Hace mucho rato no me veía con el
miedo a los ojos.
No fue como la primera vez que
recuerdo que me miró la muerte fijamente a los ojos, para pedirme que me
apartara del camino de una de sus hijas.
Esa vez no sentí miedo, sentí
vergüenza.
Esta vez tenía miedo al miedo de
los otros. No de los demás, en general, porque, fuera de esos soldaditos demasiado
jóvenes para estar saliendo a pasear con la muerte todos los días, y de
nosotros, extranjeros en nuestro propio país, nadie más tenía miedo. Los
militares de alto rango se veían y sentían heridos en su orgullo: sus miradas
eran rabiosas, bruscas, altaneras. Ardidas. Los demás habitantes de esta zona
me han parecido acostumbrados a la sensación constante de incertidumbre y de
inseguridad. En todo momento parece que puede pasar algo.
Esos carajitos no es pa que estuvieran aquí, en estas… dije viendo a través de la ventanilla
delantera derecha del jeepsito que nos mueve desde Florencia a La Montañita, a
un morenito que, a esa hora, debía estar estudiando y no con un fusil terciado
en el pecho, practicando delante de nosotros su mejor gesto amenazador y que,
no termina de serlo del todo. No tienen más nada que hacer, contestó
mi compañero, condensando escuetamente la triste realidad de esos muchachos,
mientras accionaba la palanca de cambios, en esas seis palabras que me quedaron
resonando mientras les veíamos y sentíamos acecharnos con todos sus sentidos
alertas y las manos en posición de ataque, sobre sus armas protectoras. En esos
momentos, ese fusil y esas cananas, eran lo único que tenían esos pelaos, más allá de sus cambuches
camuflados y los cachivaches en los que cocinan sabrá Dios qué cosa, para
combatir el hambre y el frío. ¿Qué carajo come esta gente? Me pregunte al pasar
en medio de sus cambuches y fogones, cerca de la base de La Arandia. ¿Dónde cagan?

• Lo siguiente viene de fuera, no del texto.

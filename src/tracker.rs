use crate::table::{FrameIndex, ProcessId, VirtualPageNumber};
use std::fmt;

/// Observable occurrences inside the memory-management engine. Events are recorded for
/// statistics and logging only; nothing in the engine branches on them.
#[derive(Debug, Clone, Copy, PartialEq, Eq)]
pub enum Event {
    Access {
        pid: ProcessId,
        vpn: VirtualPageNumber,
        frame: FrameIndex,
        write: bool,
    },
    Fault {
        pid: ProcessId,
        vpn: VirtualPageNumber,
    },
    Eviction {
        frame: FrameIndex,
        pid: ProcessId,
        vpn: VirtualPageNumber,
    },
    WriteBack {
        frame: FrameIndex,
        pid: ProcessId,
        vpn: VirtualPageNumber,
    },
    Mapped {
        pid: ProcessId,
        vpn: VirtualPageNumber,
        frame: FrameIndex,
        evicted: bool,
    },
    Reclaimed {
        pid: ProcessId,
        frames: usize,
    },
}

impl fmt::Display for Event {
    fn fmt(&self, f: &mut fmt::Formatter<'_>) -> fmt::Result {
        match *self {
            Event::Access {
                pid,
                vpn,
                frame,
                write,
            } => write!(
                f,
                "access pid={} vpn={} frame={} op={}",
                pid,
                vpn,
                frame,
                if write { "write" } else { "read" }
            ),
            Event::Fault { pid, vpn } => write!(f, "page fault pid={} vpn={}", pid, vpn),
            Event::Eviction { frame, pid, vpn } => {
                write!(f, "evict frame={} pid={} vpn={}", frame, pid, vpn)
            }
            Event::WriteBack { frame, pid, vpn } => {
                write!(f, "write-back frame={} pid={} vpn={}", frame, pid, vpn)
            }
            Event::Mapped {
                pid,
                vpn,
                frame,
                evicted,
            } => write!(
                f,
                "mapped pid={} vpn={} frame={} source={}",
                pid,
                vpn,
                frame,
                if evicted { "victim" } else { "free" }
            ),
            Event::Reclaimed { pid, frames } => {
                write!(f, "reclaimed pid={} frames={}", pid, frames)
            }
        }
    }
}

/// The `Tracker` struct is a simple collection of named counters used for collecting data points
/// on the simulation. The data collected is used to compare the behaviour of the replacement
/// policies.
#[derive(Debug, Default, Clone, PartialEq)]
pub struct Tracker {
    pub accesses: usize,
    pub faults: usize,
    pub free_frame_faults: usize,
    pub evictions: usize,
    pub write_backs: usize,
    pub clock_inspections: usize,
    pub terminated: usize,
    pub reclaimed_frames: usize,
    pub idle_ticks: usize,
    pub system_ticks: usize,
}

impl Tracker {
    /// Create a new instance of the `Tracker` struct with all counters initialized to zero.
    pub fn new() -> Self {
        Self::default()
    }

    /// Count an engine event and forward it to the log.
    pub fn record(&mut self, event: Event) {
        match event {
            Event::Access { .. } => {
                self.accesses += 1;
                log::trace!("{}", event);
                return;
            }
            Event::Fault { .. } => self.faults += 1,
            Event::Eviction { .. } => self.evictions += 1,
            Event::WriteBack { .. } => self.write_backs += 1,
            Event::Mapped { evicted, .. } => {
                if !evicted {
                    self.free_frame_faults += 1;
                }
            }
            Event::Reclaimed { frames, .. } => self.reclaimed_frames += frames,
        }
        log::debug!("{}", event);
    }

    /// Faults per access, or zero before the first access.
    pub fn fault_rate(&self) -> f64 {
        match self.accesses {
            0 => 0.0,
            n => self.faults as f64 / n as f64,
        }
    }
}

impl fmt::Display for Tracker {
    /// Display format specification for the `Tracker` struct implemented to simplify the process
    /// of outputting statistics to the terminal.
    fn fmt(&self, f: &mut fmt::Formatter<'_>) -> fmt::Result {
        write!(
            f,
            "
Stats Tracked
---------------------------------
accesses:                 {:08}
page_faults:              {:08}
free_frame_faults:        {:08}
evictions:                {:08}
write_backs:              {:08}
clock_inspections:        {:08}
processes_terminated:     {:08}
frames_reclaimed:         {:08}
idle_ticks:               {:08}
system_ticks:             {:08}


fault rate:               {:.03}
               ",
            self.accesses,
            self.faults,
            self.free_frame_faults,
            self.evictions,
            self.write_backs,
            self.clock_inspections,
            self.terminated,
            self.reclaimed_frames,
            self.idle_ticks,
            self.system_ticks,
            self.fault_rate(),
        )
    }
}
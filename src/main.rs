use clap::Parser;
use std::process;
use wsclock_sim::config::Config;
use wsclock_sim::logger::ConsoleLogger;
use wsclock_sim::run_simulation;

fn init_msg() {
    println!("demand paging simulation");
}

fn main() {
    init_msg();
    let config = Config::parse();
    ConsoleLogger::init(config.log_level);
    config.display();
    if let Err(e) = config.validate() {
        eprintln!("{}", e);
        process::exit(1);
    }
    println!();
    match run_simulation(config) {
        Ok(tracker) => println!("{}", tracker),
        Err(e) => {
            eprintln!("error: {}", e);
            process::exit(1);
        }
    }
}
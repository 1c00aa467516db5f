use crate::config::{EngineConfig, Error};
use crate::policy::ReplacementPolicy;
use crate::process::{Process, ProcessTable};
use crate::table::{FrameIndex, FrameTable, ProcessId, VirtualPageNumber};
use crate::tracker::{Event, Tracker};
use rand::RngCore;

type Result<T> = std::result::Result<T, Error>;

/// The `Kernel` struct resolves page faults. It owns the physical frame table and the replacement
/// policy selected at construction, and mutates page table entries of live processes through the
/// `ProcessTable` handed to it.
pub struct Kernel {
    frames: FrameTable,
    policy: Box<dyn ReplacementPolicy>,
}

impl Kernel {
    /// Create a kernel managing `frame_count` physical frames with the given policy.
    ///
    /// # Errors
    ///
    /// Returns `Error::NoFrames` when `frame_count` is zero.
    pub fn build(frame_count: usize, policy: Box<dyn ReplacementPolicy>) -> Result<Self> {
        if frame_count == 0 {
            return Err(Error::NoFrames);
        }
        Ok(Self {
            frames: FrameTable::build(frame_count),
            policy,
        })
    }

    /// Create a kernel from the engine configuration. `rng` feeds the random policy.
    pub fn from_config<R: RngCore + 'static>(config: &EngineConfig, rng: R) -> Result<Self> {
        config.validate()?;
        Self::build(config.frame_count, config.policy.build(rng))
    }

    pub fn frames(&self) -> &FrameTable {
        &self.frames
    }

    /// Bring page `vpn` of process `pid` into memory. A free frame is used when one exists,
    /// otherwise the policy's victim is evicted first. On return the entry is present with both
    /// bits clear.
    ///
    /// # Panics
    ///
    /// Panics if `pid` is not live or `vpn` is outside its address space.
    pub fn handle_fault(
        &mut self,
        processes: &mut ProcessTable,
        pid: ProcessId,
        vpn: VirtualPageNumber,
        tracker: &mut Tracker,
    ) -> FrameIndex {
        tracker.record(Event::Fault { pid, vpn });
        assert!(
            !processes.entry(pid, vpn).present,
            "fault on resident page pid={} vpn={}",
            pid,
            vpn
        );

        let (frame, evicted) = match self.frames.find_free() {
            Some(frame) => (frame, false),
            None => {
                log::debug!("no free frames, selecting a victim");
                let victim = self.policy.pick(&self.frames, processes, tracker);
                self.evict(victim, processes, tracker);
                (victim, true)
            }
        };

        self.map(frame, processes, pid, vpn);
        tracker.record(Event::Mapped {
            pid,
            vpn,
            frame,
            evicted,
        });
        frame
    }

    /// Detach the page held by `frame` from its owner, leaving the frame free. The owner's
    /// modified state is dropped.
    ///
    /// # Panics
    ///
    /// Panics if the frame is already free.
    fn evict(&mut self, frame: FrameIndex, processes: &mut ProcessTable, tracker: &mut Tracker) {
        let (owner, vpn) = self.frames[frame]
            .mapping()
            .unwrap_or_else(|| panic!("attempted to evict free frame {}", frame));
        tracker.record(Event::Eviction {
            frame,
            pid: owner,
            vpn,
        });
        processes.entry_mut(owner, vpn).clear();
        self.frames[frame].release();
    }

    fn map(
        &mut self,
        frame: FrameIndex,
        processes: &mut ProcessTable,
        pid: ProcessId,
        vpn: VirtualPageNumber,
    ) {
        self.frames[frame].assign(pid, vpn);
        processes.entry_mut(pid, vpn).map(frame);
    }

    /// Return every frame held by a terminated process to the free pool. The process has already
    /// left the process table, so its own entries are read for the frame list.
    pub fn reclaim(&mut self, process: &Process, tracker: &mut Tracker) -> usize {
        let mut count = 0;
        for (vpn, frame) in process.address_space.resident() {
            debug_assert_eq!(self.frames[frame].mapping(), Some((process.id, vpn)));
            self.frames[frame].release();
            count += 1;
        }
        tracker.record(Event::Reclaimed {
            pid: process.id,
            frames: count,
        });
        count
    }
}
use crate::mmu::Mmu;
use crate::process::{Process, ProcessTable};
use crate::table::{FrameIndex, ProcessId, VirtualPageNumber};
use crate::workload::Workload;

/// What happened during one scheduler tick.
#[derive(Debug, Clone, Copy, PartialEq, Eq)]
pub enum Tick {
    /// No process was left to run.
    Idle,
    /// The current process ran out of time and was removed.
    Terminated(ProcessId),
    /// The current process issued one memory reference.
    Accessed {
        pid: ProcessId,
        vpn: VirtualPageNumber,
        write: bool,
        frame: FrameIndex,
    },
}

/// The `Cpu` struct schedules live processes round-robin. Each tick the current process spends
/// one unit of its time to live and, if still alive, issues one reference through the MMU.
pub struct Cpu {
    processes: ProcessTable,
    current: usize,
    mmu: Mmu,
}

impl Cpu {
    pub fn new(mmu: Mmu) -> Self {
        Self {
            processes: ProcessTable::new(),
            current: 0,
            mmu,
        }
    }

    /// Add a process to the end of the run order.
    ///
    /// # Panics
    ///
    /// Panics if its address space exceeds the engine's configured bound or its id is taken.
    pub fn admit(&mut self, process: Process) {
        assert!(
            process.pages() <= self.mmu.max_virtual_pages(),
            "process {} has {} pages, the limit is {}",
            process.id,
            process.pages(),
            self.mmu.max_virtual_pages()
        );
        log::info!(
            "process {} created with {} pages and ttl {}",
            process.id,
            process.pages(),
            process.remaining_ticks
        );
        self.processes.insert(process);
    }

    pub fn processes(&self) -> &ProcessTable {
        &self.processes
    }

    pub fn mmu(&self) -> &Mmu {
        &self.mmu
    }

    /// Position of the next process to run.
    pub fn current(&self) -> usize {
        self.current
    }

    /// Run one scheduling step.
    pub fn tick(&mut self, workload: &mut dyn Workload) -> Tick {
        let pid = match self.processes.id_at(self.current) {
            Some(pid) => pid,
            None => {
                log::debug!("no processes left, cpu idle");
                self.mmu.tracker.idle_ticks += 1;
                return Tick::Idle;
            }
        };

        let expired = match self.processes.get_mut(pid) {
            Some(process) => process.expire(),
            None => unreachable!("id_at returned a live process"),
        };
        if expired {
            self.terminate(pid);
            return Tick::Terminated(pid);
        }

        let reference = match self.processes.get(pid) {
            Some(process) => workload.next_reference(process),
            None => unreachable!("id_at returned a live process"),
        };
        let frame = self
            .mmu
            .access(&mut self.processes, pid, reference.vpn, reference.write);
        self.current = (self.current + 1) % self.processes.len();

        Tick::Accessed {
            pid,
            vpn: reference.vpn,
            write: reference.write,
            frame,
        }
    }

    /// Remove a process and hand its frames back. The process that followed it in run order
    /// slides into the current position, or the pointer wraps to the front.
    fn terminate(&mut self, pid: ProcessId) {
        if let Some(process) = self.processes.remove(pid) {
            let frames = self.mmu.release(&process);
            self.mmu.tracker.terminated += 1;
            log::info!("process {} terminated, {} frames reclaimed", pid, frames);
        }
        if self.current >= self.processes.len() {
            self.current = 0;
        }
    }

    /// Let every live process draw a new working set.
    pub fn refresh_working_sets(&mut self, workload: &mut dyn Workload) {
        self.processes
            .iter_mut()
            .for_each(|process| workload.refresh_working_set(process));
    }

    /// Account for a tick spent on system work. No user process runs.
    pub fn run_system_processes(&mut self) {
        log::trace!("running system processes");
        self.mmu.tracker.system_ticks += 1;
    }
}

¿Cómo hacen pa coger? ¡No tienen espacio propio ni pa una paja! Qué carajos
hacen estos muchachos aquí, conviviendo con su miedo, aparentemente preparados
para enfrentar a sus contrarios. ¿Se preguntarán, acaso, qué papel juegan,
realmente, en la tragicomedia de las luchas por el poder? ¿Se darán cuenta que,
hagan lo que hagan, digan lo que digan, maten lo que maten, todo seguirá siendo
la misma mierda en este país que lo único que ha hecho es negarles las
oportunidades? Al bajar el promontorio donde se encuentran apertrechados, pasan
unos minutos de relativa calma, hasta que empiezo a pensar en la posibilidad de
que en la maleza pueda asaltarme una babilla, un cocodrilo, una de esas
anacondas que por acá llaman Güíos o, peor aún, la guerrilla. El río San Pedro
se desliza pacientemente a unos quinientos metros de donde estoy parado,
mirando alrededor, tratando de percibir cualquier cosa fuera de lo común, pero
a pesar de que todo se mantiene dentro de la normalidad vuelve a invadirme el
temor. Acá en cualquier lado puede uno
encontrarse una mina quiebra patas… trato de no verme con una pierna
destrozada por la metralla cada vez que oigo decir eso o que recuerdo la impresión
que me dio la primera vez que lo oí. Quisiera saber cuáles son las seguridades
de los guerrilleros, o sus temores, escuchar parte de su discurso, de los rasos,
claro está, pero acá todo parece estar más delicado de lo que aparenta. Es un
desfile constante de armamento, un rumor incesante de tráfico de drogas, armas,
influencias, que no me deja estar tranquilo, ni siquiera en el sueño. Andar por
estas tierras es estar caminando entre temores: El de la guerrilla por las
fuerzas armadas, el de estas por las primeras, el mío por las dos, el de mis
compañeros que es prácticamente el mismo mío, el de los vecinos por los
extraños recién llegados… El miedo es la moneda corriente en este pueblo tan
sucio, desordenado y caótico, que no motiva a querer caminarlo, no despierta
ningún interés por sus probables sitios de interés, aunque la verdad no parece
tenerlos: sólo un centro comercial intenta sacarlo de ese enquistamiento en lo
rural en el que parece estar condenada la capital del departamento del Caquetá,
una tierra que me imaginaba más próspera y mejor atendida, pero que sólo viene
a confirmarme que los municipios y departamentos fuera de la región andina,
esos mismos, que son los que ponen a los gobernantes, a los Mussas y los Ñoños,
a los Uribes y demás calanchínes, son los más olvidados y maltratados por el gobierno
central y, sin embargo, siguen eligiendo a los mismos con las mismas o a sus
títeres y lacayos y al final no se sabe qué es peor... Bueno, sí, lo peor de esta situación acá es que toca permanecer callado, toca pasar aún más de agache que en cualquier otro lado, que acá aún se siguen manteniendo las fuerzas en conflicto a pesar de los constantes partes de aparente tranquilidad, a pesar del aparente control del estado se nota que esto sigue de culo pal estanco, así la gente siga creyendo que es en Venezuela que todo está mal y más pendiente de la telenovela que de lo que realmente está pasando en el país y que, finalmente, es lo que está pasando con sus vidas.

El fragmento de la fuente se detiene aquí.